In truth, King Creosote and Jon Hopkins‘ Diamond Mine seemed to fall perfectly-formed out of the ether – a meditative, poignant album about accepting your place in the world, all set against the loose concept of a life spent in a coastal Scottish town. It was rightly lauded for its uncanny ability to evocate both the bosomy warmth of a tight-knit community and the rigours of a normal life lived to the full – every subtlety of human relationships seemed to be present, however obliquely, in its snatches of recorded dialogue and lovelorn lyrics.

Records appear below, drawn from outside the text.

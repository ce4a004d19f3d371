//! CLI module for rowgate
//!
//! Provides command-line interface for:
//! - start: Serve the query gateway over HTTP
//! - compile: One-shot query compilation
//! - token: Mint a development token

mod args;
mod commands;
mod errors;
mod io;

pub use args::{Cli, Command};
pub use commands::{compile, run, run_command, start, token};
pub use errors::{CliError, CliErrorCode, CliResult};
pub use io::{read_query, write_error, write_response};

Yet naked intimacy is often a little difficult to replicate in front of a crowd of complete strangers, and the pair wisely opt to debut their collaboration at Islington’s Union Chapel. The fully operational church can accommodate a pretty sizeable audience among its intricate wooden pews, and as a single cough can echo round the hall like a gunshot, the audience seem suitably awed by the reverence of the occasion.
In the spirit of low-key comfort that the record exudes the pair, along with two violinists and a backing singer-cum-drummer, set about bringing the audience into the fold from the minute First Watch’s clatter of voices and coffee machines washes over the audience. Creosote – roughly half man, half beard – sits in silence looking benignly out over the audience as Hopkins plays a simple, haunting piano refrain over the sounds of everyday bustle, rendering the moment beautifully intimate.

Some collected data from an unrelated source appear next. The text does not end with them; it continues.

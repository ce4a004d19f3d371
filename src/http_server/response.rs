//! # Response Formatting
//!
//! Result rows leave the gateway without the store's internal identity
//! field and with top-level dates rendered as text.

use serde::Serialize;
use serde_json::{Map, Value};

use crate::query::{CollectionResolution, SecurityRecord};
use crate::value::{Document, QueryValue};

/// Internal identity field dropped from every row
pub const ID_FIELD: &str = "_id";

/// Default output format for top-level dates
pub const DEFAULT_DATE_FORMAT: &str = "%Y-%m-%d %H:%M:%S";

/// Render a result row for the client
pub fn format_row(row: Document, date_format: &str) -> Value {
    let mut out = Map::with_capacity(row.len());
    for (key, value) in row {
        if key == ID_FIELD {
            continue;
        }
        let rendered = match value {
            QueryValue::Date(date) => Value::String(date.format(date_format).to_string()),
            other => other.to_json(),
        };
        out.insert(key, rendered);
    }
    Value::Object(out)
}

/// Query result rows
#[derive(Debug, Clone, Serialize)]
pub struct ListResponse {
    pub data: Vec<Value>,
    pub count: usize,
}

impl ListResponse {
    pub fn new(data: Vec<Value>) -> Self {
        let count = data.len();
        Self { data, count }
    }
}

/// Resolved collection mapping for a table
#[derive(Debug, Clone, Serialize)]
pub struct MetaResponse {
    pub api: String,
    pub collection: String,
    #[serde(skip_serializing_if = "Option::is_none")]
    pub package: Option<String>,
    pub defaulting: bool,
}

impl From<CollectionResolution> for MetaResponse {
    fn from(resolution: CollectionResolution) -> Self {
        Self {
            api: resolution.api,
            collection: resolution.collection,
            package: resolution.package,
            defaulting: resolution.using_default,
        }
    }
}

/// One grant visible to the caller. The predicate is never disclosed.
#[derive(Debug, Clone, Serialize)]
#[serde(rename_all = "camelCase")]
pub struct SubscriptionResponse {
    pub table: String,
    pub package: String,
    #[serde(skip_serializing_if = "Option::is_none")]
    pub row_limit: Option<u64>,
}

impl From<&SecurityRecord> for SubscriptionResponse {
    fn from(record: &SecurityRecord) -> Self {
        Self {
            table: record.table.clone(),
            package: record.package.clone(),
            row_limit: record.row_limit.filter(|n| *n > 0),
        }
    }
}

From here on, the band play Diamond Mine in order, with little pause for audience banter. The urgent strum of John Taylor’s Month Away cuts through the languid electronica and Creosote begins to sing of “A month on land/And then they’ll surely dream/Of girls they can afford/But cannot have,” his voice clear and stronger than on record. The song, that, like many this evening will touch on life’s tiny victories and disappointments, ends in a blur of seagulls and hazy sighs. It may sound fey, but in these hands it is utterly beautiful. Bats In the Attic is perhaps the most on-the-nose about the trials of getting older and fucking things up, “hours go by like sips of water” and “silver in my sideburns”, but even his assertion that “It’s such a waste of what we had…” is both quietly devastating and perversely uplifting.
It helps that Creosote (aka Kenny Anderson) is already a seasoned performer – veteran of over 40 albums, a well-regarded record label boss and loose collaborator with bands like The Burns Unit and The Aliens, while Hopkins has come off the back of collaborations with Brian Eno and Coldplay. Together there is an affectionate bonhomie forged in the haze of Fife sunsets, blokey but romantic. Perhaps the only moment of coup de theatre in such a subtle performance is Creosote singing the last track of the record, the bitterly hopeful Your Young Voice acapella as he walks off stage.

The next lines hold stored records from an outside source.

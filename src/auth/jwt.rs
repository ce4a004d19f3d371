//! # JWT Token Management
//!
//! Bearer-token verification and development token minting.
//!
//! ## Invariants
//! - Stateless validation (no store lookup)
//! - Expiry is not enforced here: whether an expired token is still
//!   accepted depends on its permissions, which the context resolver checks
//!   on every request

use chrono::{DateTime, Duration, Utc};
use jsonwebtoken::{decode, encode, Algorithm, DecodingKey, EncodingKey, Header, Validation};
use serde::{Deserialize, Serialize};

use super::errors::{AuthError, AuthResult};

/// Verified claims carried by a bearer token
#[derive(Debug, Clone, PartialEq, Eq, Serialize, Deserialize)]
pub struct JwtClaims {
    /// Subject (caller identifier)
    pub sub: String,

    /// Granted permissions, API-scoped ones carry the package names
    #[serde(default)]
    pub permissions: Vec<String>,

    /// Issued at timestamp (Unix epoch seconds); 0 when absent
    #[serde(default)]
    pub iat: i64,

    /// Expiration timestamp (Unix epoch seconds)
    #[serde(default, skip_serializing_if = "Option::is_none")]
    pub exp: Option<i64>,

    /// Audience, either one value or a list
    pub aud: Audience,

    /// Issuer
    #[serde(default)]
    pub iss: String,
}

/// The `aud` claim. Identity providers issuing tokens for several services
/// send a list; tokens minted here carry a single value.
#[derive(Debug, Clone, PartialEq, Eq, Serialize, Deserialize)]
#[serde(untagged)]
pub enum Audience {
    One(String),
    Many(Vec<String>),
}

impl Audience {
    pub fn contains(&self, audience: &str) -> bool {
        match self {
            Audience::One(one) => one == audience,
            Audience::Many(many) => many.iter().any(|a| a == audience),
        }
    }
}

impl From<&str> for Audience {
    fn from(audience: &str) -> Self {
        Audience::One(audience.to_string())
    }
}

impl JwtClaims {
    /// Expiration as a timestamp, if the token carries one
    pub fn expires_at(&self) -> Option<DateTime<Utc>> {
        self.exp.and_then(|exp| DateTime::from_timestamp(exp, 0))
    }
}

/// JWT configuration
#[derive(Debug, Clone, Serialize, Deserialize)]
pub struct JwtConfig {
    /// Secret key for signing (256-bit minimum recommended)
    #[serde(default = "default_secret")]
    pub secret: String,

    /// Issuer identifier
    #[serde(default = "default_name")]
    pub issuer: String,

    /// Audience identifier
    #[serde(default = "default_name")]
    pub audience: String,
}

fn default_secret() -> String {
    "CHANGE_THIS_SECRET_IN_PRODUCTION".to_string()
}

fn default_name() -> String {
    "rowgate".to_string()
}

impl Default for JwtConfig {
    fn default() -> Self {
        Self {
            secret: default_secret(),
            issuer: default_name(),
            audience: default_name(),
        }
    }
}

/// JWT manager for token generation and validation
#[derive(Clone)]
pub struct JwtManager {
    config: JwtConfig,
    encoding_key: EncodingKey,
    decoding_key: DecodingKey,
}

impl JwtManager {
    /// Create a new JWT manager with the given configuration
    pub fn new(config: JwtConfig) -> Self {
        let encoding_key = EncodingKey::from_secret(config.secret.as_bytes());
        let decoding_key = DecodingKey::from_secret(config.secret.as_bytes());

        Self {
            config,
            encoding_key,
            decoding_key,
        }
    }

    /// Mint a token for `subject` with the given permissions.
    ///
    /// `ttl` of `None` produces a token without an `exp` claim, which is
    /// only usable together with the never-expires permission.
    pub fn generate_token(
        &self,
        subject: &str,
        permissions: &[String],
        ttl: Option<Duration>,
    ) -> AuthResult<String> {
        let now = Utc::now();

        let claims = JwtClaims {
            sub: subject.to_string(),
            permissions: permissions.to_vec(),
            iat: now.timestamp(),
            exp: ttl.map(|ttl| (now + ttl).timestamp()),
            aud: Audience::from(self.config.audience.as_str()),
            iss: self.config.issuer.clone(),
        };

        encode(&Header::default(), &claims, &self.encoding_key)
            .map_err(|_| AuthError::TokenGenerationFailed)
    }

    /// Verify signature, issuer and audience, then extract claims
    pub fn validate_token(&self, token: &str) -> AuthResult<JwtClaims> {
        let mut validation = Validation::new(Algorithm::HS256);
        validation.validate_exp = false;
        validation.required_spec_claims.clear();
        validation.set_audience(&[&self.config.audience]);
        validation.set_issuer(&[&self.config.issuer]);

        let token_data =
            decode::<JwtClaims>(token, &self.decoding_key, &validation).map_err(|e| {
                match e.kind() {
                    jsonwebtoken::errors::ErrorKind::ExpiredSignature => AuthError::TokenExpired,
                    jsonwebtoken::errors::ErrorKind::InvalidSignature => {
                        AuthError::InvalidSignature
                    }
                    _ => AuthError::MalformedToken,
                }
            })?;

        Ok(token_data.claims)
    }
}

The band return to play a short set of a handful of Creosote’s other songs, the veil lifted and the audience suddenly allowed to breathe again. When the pair settle down to their last song at the front of the stage, Hopkins on accordion and Creosote plucking out a cover of Sinéad O’Connor’s Nothing Compares 2 U – at once totally incongruous and utterly appropriate – it’s difficult to know whether to laugh or cry. And suddenly, you realise that’s what they had in mind all along.